The state-size and RocksDB vignettes show the scaling challenge. A high-cardinality aggregation (aggregating per user, millions of users, over long windows) accumulates large state (millions of keys' state). With the default heap-based state backend, this large state pressures the JVM heap (GC issues, memory limits). The team switches to the RocksDB state backend (state off-heap in RocksDB on local disk) — handling the large state without heap pressure, enabling much larger state than heap-based. A state-growth issue: a stream-stream join with a too-large watermark (buffering records for a long time waiting for matches) grows large join state (many buffered records); tightening the watermark (bounding how long to buffer) reduces the state (at the cost of dropping more unmatched late records) — the watermark-vs-state tradeoff managing join state size.
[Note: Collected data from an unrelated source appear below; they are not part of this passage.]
//! Money value object for currency amounts.

use rust_decimal::{Decimal, RoundingStrategy};
use serde::{Deserialize, Serialize};
use std::fmt;

use crate::domain::shared::DomainError;

/// A monetary amount in the dashboard's currency (AED).
///
/// The pricing engine computes in `f64`. Figures become `Money` only when
/// they leave the engine for display, where two decimal places are shown.
#[derive(Debug, Clone, Copy, PartialEq, Eq, Hash, Serialize, Deserialize)]
#[serde(transparent)]
pub struct Money(Decimal);

impl Money {
    /// Create a new Money value from a Decimal.
    #[must_use]
    pub const fn new(amount: Decimal) -> Self {
        Self(amount)
    }

    /// Convert a computed figure to Money, rounded half away from zero to
    /// two decimal places.
    ///
    /// # Errors
    ///
    /// Returns `DomainError::NotRepresentable` for NaN, infinities, and
    /// magnitudes outside the Decimal range.
    pub fn try_from_f64(figure: &str, value: f64) -> Result<Self, DomainError> {
        let amount = Decimal::try_from(value).map_err(|_| DomainError::NotRepresentable {
            figure: figure.to_string(),
            value: value.to_string(),
        })?;
        Ok(Self(amount).round())
    }

    /// Get the inner Decimal value.
    #[must_use]
    pub const fn amount(&self) -> Decimal {
        self.0
    }

    /// Round to 2 decimal places.
    #[must_use]
    pub fn round(&self) -> Self {
        Self(
            self.0
                .round_dp_with_strategy(2, RoundingStrategy::MidpointAwayFromZero),
        )
    }

    /// Format with a leading currency code, e.g. `AED 1689.00`.
    #[must_use]
    pub fn display_in(&self, currency: &str) -> String {
        format!("{currency} {self}")
    }
}

impl fmt::Display for Money {
    fn fmt(&self, f: &mut fmt::Formatter<'_>) -> fmt::Result {
        write!(f, "{:.2}", self.0)
    }
}

impl From<Decimal> for Money {
    fn from(value: Decimal) -> Self {
        Self(value)
    }
}

impl From<Money> for Decimal {
    fn from(value: Money) -> Self {
        value.0
    }
}
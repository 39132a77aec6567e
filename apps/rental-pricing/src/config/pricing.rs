//! Pricing configuration for the quote use case.

use serde::{Deserialize, Serialize};

use crate::domain::pricing::DEFAULT_DEPRECIATION_PERCENT;

/// Pricing configuration.
#[derive(Debug, Clone, Serialize, Deserialize)]
pub struct PricingConfig {
    /// Depreciation used when the form leaves it blank.
    #[serde(default = "default_depreciation_percent")]
    pub default_depreciation_percent: f64,
    /// Currency code shown with every amount.
    #[serde(default = "default_currency")]
    pub currency: String,
}

impl Default for PricingConfig {
    fn default() -> Self {
        Self {
            default_depreciation_percent: default_depreciation_percent(),
            currency: default_currency(),
        }
    }
}

const fn default_depreciation_percent() -> f64 {
    DEFAULT_DEPRECIATION_PERCENT
}

fn default_currency() -> String {
    "AED".to_string()
}
//! Infrastructure Layer
//!
//! Adapters implementing application ports.

pub mod config;
pub mod settings_store;
//! Pricing errors.

use std::fmt;

/// Errors raised by the checked pricing path.
///
/// The raw calculation never fails; these are produced only when inputs or
/// settings are validated before calculating.
#[derive(Debug, Clone, PartialEq, Eq)]
pub enum PricingError {
    /// Device input (RRP or depreciation) is out of range or unparsable.
    InvalidInput {
        /// Input field.
        field: String,
        /// Error message.
        message: String,
    },

    /// Business settings would produce a non-positive anchor divisor or an
    /// out-of-range rate.
    InvalidSettings {
        /// Settings field.
        field: String,
        /// Error message.
        message: String,
    },
}

impl PricingError {
    pub(crate) fn input(field: &str, message: impl Into<String>) -> Self {
        Self::InvalidInput {
            field: field.to_string(),
            message: message.into(),
        }
    }

    pub(crate) fn settings(field: &str, message: impl Into<String>) -> Self {
        Self::InvalidSettings {
            field: field.to_string(),
            message: message.into(),
        }
    }
}

impl fmt::Display for PricingError {
    fn fmt(&self, f: &mut fmt::Formatter<'_>) -> fmt::Result {
        match self {
            Self::InvalidInput { field, message } => {
                write!(f, "Invalid pricing input [{field}]: {message}")
            }
            Self::InvalidSettings { field, message } => {
                write!(f, "Invalid business settings [{field}]: {message}")
            }
        }
    }
}

impl std::error::Error for PricingError {}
The recovery and checkpoint vignettes complete it. A recovery case: the streaming job's instance crashes; on restart, Spark recovers from the last checkpoint — restoring the state stores (the accumulated aggregation state) and resuming from the checkpointed offset (reprocessing exactly the data since the checkpoint) — exactly-once recovery, the aggregation correct across the failure (no lost or double-counted data). A checkpoint-compatibility case: the team changes the query (adding a field to the aggregation) and finds the new code can't recover from the old checkpoint (the checkpoint's state structure doesn't match the new query) — a checkpoint-compatibility break. They handle it carefully (some changes are compatible, others require a new checkpoint / state migration) — the operational reality that checkpoints tie to query structure. The consolidated discipline the team documents: manage state with watermarks (bounding state, handling lateness — the central mechanism), tune watermarks balancing completeness against state size, use the RocksDB backend for large state (off-heap, avoiding GC pressure), rely on checkpointing for exactly-once recovery (durable state and offsets), choose output modes matching the operation, monitor and bound state size, and manage checkpoint compatibility across code changes — because stateful streaming turns unbounded streams into aggregations, joins, and dedup, but managing state over unbounded data (bounding growth with watermarks, ensuring durability with checkpoints, handling lateness) is the hard part where correctness and scalability are won or lost.